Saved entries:

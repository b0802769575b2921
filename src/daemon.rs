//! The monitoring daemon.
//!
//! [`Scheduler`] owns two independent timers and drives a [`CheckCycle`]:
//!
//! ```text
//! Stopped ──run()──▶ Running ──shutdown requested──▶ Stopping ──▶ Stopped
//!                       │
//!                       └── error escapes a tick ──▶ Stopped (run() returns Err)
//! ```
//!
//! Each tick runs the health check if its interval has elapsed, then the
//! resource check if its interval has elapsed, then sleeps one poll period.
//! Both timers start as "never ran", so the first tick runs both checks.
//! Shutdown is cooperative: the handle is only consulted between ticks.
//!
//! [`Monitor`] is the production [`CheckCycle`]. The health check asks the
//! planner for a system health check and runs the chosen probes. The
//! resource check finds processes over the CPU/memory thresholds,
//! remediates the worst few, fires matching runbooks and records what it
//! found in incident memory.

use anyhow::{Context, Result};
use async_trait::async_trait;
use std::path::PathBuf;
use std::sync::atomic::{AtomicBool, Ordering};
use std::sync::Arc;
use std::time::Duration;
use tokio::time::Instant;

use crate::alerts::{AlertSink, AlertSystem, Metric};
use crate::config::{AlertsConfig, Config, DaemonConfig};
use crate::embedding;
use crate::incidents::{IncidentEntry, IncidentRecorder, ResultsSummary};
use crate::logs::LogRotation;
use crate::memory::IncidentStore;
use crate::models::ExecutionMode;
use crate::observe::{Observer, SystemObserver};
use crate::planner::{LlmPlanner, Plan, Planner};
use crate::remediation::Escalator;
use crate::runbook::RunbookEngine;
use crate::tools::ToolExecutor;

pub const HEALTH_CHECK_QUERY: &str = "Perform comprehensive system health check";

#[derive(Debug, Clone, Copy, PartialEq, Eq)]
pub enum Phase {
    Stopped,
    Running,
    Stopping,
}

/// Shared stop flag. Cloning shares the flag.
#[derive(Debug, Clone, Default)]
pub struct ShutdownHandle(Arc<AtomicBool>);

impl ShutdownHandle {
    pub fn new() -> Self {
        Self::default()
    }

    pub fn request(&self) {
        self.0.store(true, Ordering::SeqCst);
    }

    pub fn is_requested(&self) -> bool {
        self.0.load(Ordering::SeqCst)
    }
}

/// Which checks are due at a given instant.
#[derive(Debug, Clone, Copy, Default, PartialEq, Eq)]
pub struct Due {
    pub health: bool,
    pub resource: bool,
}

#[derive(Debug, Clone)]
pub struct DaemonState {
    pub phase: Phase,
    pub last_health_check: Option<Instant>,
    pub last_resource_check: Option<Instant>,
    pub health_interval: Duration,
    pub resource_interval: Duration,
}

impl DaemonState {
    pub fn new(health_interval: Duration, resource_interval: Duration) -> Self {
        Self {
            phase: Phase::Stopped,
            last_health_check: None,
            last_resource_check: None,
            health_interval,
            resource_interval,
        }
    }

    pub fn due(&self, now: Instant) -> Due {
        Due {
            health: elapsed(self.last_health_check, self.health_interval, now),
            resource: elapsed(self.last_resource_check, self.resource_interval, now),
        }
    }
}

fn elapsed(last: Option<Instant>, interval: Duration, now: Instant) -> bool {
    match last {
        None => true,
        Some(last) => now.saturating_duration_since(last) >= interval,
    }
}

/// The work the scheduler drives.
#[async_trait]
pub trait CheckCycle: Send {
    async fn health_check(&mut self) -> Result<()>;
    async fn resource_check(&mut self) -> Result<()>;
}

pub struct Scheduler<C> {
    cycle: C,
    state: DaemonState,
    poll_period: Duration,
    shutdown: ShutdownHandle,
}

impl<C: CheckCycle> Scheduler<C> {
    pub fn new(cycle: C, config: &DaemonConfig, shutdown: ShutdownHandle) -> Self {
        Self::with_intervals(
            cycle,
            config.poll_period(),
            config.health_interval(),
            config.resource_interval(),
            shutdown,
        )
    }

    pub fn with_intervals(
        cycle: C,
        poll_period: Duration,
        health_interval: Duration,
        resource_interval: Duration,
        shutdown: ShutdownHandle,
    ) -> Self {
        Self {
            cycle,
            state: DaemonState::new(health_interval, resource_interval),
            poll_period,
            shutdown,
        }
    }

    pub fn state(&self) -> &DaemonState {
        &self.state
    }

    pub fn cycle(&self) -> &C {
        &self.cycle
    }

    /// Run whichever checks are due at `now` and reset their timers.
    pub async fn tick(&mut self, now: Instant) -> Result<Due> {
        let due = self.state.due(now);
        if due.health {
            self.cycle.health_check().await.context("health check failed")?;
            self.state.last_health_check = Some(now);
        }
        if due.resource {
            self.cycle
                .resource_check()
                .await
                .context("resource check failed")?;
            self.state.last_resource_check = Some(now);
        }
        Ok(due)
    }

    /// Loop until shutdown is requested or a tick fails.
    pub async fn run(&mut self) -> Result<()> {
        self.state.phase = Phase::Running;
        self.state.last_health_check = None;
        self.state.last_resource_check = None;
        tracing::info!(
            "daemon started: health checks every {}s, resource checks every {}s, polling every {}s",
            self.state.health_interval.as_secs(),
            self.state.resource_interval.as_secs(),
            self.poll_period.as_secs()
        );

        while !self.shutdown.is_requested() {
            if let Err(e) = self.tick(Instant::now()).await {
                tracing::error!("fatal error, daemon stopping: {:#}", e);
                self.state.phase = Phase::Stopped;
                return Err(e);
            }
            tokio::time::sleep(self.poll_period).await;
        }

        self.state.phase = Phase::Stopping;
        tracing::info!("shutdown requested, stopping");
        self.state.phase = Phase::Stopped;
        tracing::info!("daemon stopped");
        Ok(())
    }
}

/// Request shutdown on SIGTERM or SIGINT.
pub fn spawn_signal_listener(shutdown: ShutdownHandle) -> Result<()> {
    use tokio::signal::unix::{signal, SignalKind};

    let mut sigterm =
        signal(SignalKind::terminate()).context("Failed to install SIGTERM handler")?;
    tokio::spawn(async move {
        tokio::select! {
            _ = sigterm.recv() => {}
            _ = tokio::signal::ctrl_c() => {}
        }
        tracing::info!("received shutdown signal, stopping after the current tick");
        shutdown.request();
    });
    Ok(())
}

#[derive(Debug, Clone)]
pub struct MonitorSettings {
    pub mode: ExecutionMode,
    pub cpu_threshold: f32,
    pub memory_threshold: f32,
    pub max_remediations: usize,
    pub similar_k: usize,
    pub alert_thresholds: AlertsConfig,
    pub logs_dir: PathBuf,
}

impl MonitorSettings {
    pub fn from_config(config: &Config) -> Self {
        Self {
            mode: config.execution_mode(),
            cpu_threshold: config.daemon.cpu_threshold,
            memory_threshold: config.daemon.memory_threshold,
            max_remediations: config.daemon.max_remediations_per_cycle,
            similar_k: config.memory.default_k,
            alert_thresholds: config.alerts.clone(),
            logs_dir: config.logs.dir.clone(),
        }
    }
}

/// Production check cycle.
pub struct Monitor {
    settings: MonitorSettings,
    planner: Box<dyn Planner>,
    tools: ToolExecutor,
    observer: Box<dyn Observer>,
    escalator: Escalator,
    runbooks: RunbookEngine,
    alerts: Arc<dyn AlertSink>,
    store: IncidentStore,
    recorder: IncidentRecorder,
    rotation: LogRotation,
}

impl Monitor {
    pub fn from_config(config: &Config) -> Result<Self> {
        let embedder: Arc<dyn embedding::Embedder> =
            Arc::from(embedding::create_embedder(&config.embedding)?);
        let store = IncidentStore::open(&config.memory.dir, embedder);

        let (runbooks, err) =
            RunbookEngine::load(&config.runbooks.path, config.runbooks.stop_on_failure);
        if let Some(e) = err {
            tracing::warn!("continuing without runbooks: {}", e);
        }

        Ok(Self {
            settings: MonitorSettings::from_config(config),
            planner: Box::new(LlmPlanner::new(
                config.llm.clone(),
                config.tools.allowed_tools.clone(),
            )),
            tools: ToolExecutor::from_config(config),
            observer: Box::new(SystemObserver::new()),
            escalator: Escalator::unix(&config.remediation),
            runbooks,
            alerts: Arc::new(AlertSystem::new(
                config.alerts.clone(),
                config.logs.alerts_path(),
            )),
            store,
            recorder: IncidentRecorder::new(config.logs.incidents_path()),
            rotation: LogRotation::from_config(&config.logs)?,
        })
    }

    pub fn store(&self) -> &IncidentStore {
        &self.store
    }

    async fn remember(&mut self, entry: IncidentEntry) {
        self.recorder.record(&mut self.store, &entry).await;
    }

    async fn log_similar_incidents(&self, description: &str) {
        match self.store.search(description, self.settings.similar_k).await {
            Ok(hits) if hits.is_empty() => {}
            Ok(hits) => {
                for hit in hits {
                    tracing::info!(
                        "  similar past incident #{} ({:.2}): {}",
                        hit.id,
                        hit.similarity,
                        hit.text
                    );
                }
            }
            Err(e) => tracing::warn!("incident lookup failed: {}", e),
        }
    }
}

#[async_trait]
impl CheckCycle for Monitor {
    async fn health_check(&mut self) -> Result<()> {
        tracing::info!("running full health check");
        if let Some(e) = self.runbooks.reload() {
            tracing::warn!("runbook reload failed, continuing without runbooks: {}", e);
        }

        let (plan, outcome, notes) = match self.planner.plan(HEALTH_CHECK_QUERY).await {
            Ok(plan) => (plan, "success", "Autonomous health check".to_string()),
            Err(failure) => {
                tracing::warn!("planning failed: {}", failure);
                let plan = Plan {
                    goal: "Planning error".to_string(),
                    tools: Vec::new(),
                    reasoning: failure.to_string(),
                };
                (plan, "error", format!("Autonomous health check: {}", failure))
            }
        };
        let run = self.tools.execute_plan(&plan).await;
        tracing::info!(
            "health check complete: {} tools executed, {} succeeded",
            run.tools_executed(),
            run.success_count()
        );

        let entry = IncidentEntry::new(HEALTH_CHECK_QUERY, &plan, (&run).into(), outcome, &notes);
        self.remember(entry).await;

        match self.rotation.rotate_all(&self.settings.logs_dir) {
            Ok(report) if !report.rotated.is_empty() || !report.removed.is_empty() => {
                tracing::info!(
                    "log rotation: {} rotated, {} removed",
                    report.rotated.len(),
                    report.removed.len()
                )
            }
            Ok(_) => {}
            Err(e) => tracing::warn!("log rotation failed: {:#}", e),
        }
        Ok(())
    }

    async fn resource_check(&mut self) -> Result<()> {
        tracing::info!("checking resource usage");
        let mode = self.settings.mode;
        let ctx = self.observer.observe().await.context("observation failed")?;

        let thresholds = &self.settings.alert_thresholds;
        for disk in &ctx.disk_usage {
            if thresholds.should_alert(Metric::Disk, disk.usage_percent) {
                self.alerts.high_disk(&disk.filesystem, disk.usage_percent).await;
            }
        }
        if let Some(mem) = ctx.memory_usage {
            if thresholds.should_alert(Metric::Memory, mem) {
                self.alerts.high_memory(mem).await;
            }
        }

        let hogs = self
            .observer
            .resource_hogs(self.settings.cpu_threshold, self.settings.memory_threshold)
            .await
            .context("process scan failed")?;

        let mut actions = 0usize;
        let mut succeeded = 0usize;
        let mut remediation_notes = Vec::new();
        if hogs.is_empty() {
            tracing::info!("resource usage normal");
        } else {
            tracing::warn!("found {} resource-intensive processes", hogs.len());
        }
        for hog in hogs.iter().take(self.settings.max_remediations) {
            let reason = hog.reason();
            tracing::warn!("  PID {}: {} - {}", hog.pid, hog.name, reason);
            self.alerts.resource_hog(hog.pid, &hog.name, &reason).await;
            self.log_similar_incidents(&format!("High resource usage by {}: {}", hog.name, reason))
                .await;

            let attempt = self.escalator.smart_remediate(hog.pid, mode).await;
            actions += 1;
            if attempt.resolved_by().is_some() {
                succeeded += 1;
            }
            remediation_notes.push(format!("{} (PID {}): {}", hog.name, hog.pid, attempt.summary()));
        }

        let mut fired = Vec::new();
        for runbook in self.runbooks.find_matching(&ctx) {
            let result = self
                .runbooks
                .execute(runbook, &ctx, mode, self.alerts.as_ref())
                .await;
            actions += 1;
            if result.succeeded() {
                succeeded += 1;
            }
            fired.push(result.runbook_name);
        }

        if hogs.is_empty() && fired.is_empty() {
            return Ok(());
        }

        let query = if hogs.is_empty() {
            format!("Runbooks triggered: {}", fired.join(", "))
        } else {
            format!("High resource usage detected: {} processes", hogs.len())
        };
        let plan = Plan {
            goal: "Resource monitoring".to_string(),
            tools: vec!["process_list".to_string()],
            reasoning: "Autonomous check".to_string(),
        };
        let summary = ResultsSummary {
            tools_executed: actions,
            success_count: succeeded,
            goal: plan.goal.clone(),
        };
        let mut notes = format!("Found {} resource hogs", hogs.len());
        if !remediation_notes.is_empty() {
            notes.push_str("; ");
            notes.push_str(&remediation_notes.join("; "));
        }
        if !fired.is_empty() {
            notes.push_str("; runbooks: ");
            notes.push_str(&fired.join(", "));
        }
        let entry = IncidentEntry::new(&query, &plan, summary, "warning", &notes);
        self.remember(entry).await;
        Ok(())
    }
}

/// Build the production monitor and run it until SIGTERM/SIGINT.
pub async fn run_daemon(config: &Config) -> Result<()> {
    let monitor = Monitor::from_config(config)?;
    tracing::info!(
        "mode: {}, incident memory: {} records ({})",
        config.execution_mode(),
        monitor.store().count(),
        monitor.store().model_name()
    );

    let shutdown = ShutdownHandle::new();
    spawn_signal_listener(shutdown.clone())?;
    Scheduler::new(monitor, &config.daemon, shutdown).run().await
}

### [PROBLEM DESCRIPTION]
Your answer must be one number: how many lines of the data contain "IncidentEntry".

### [SOLUTION BELOW]
4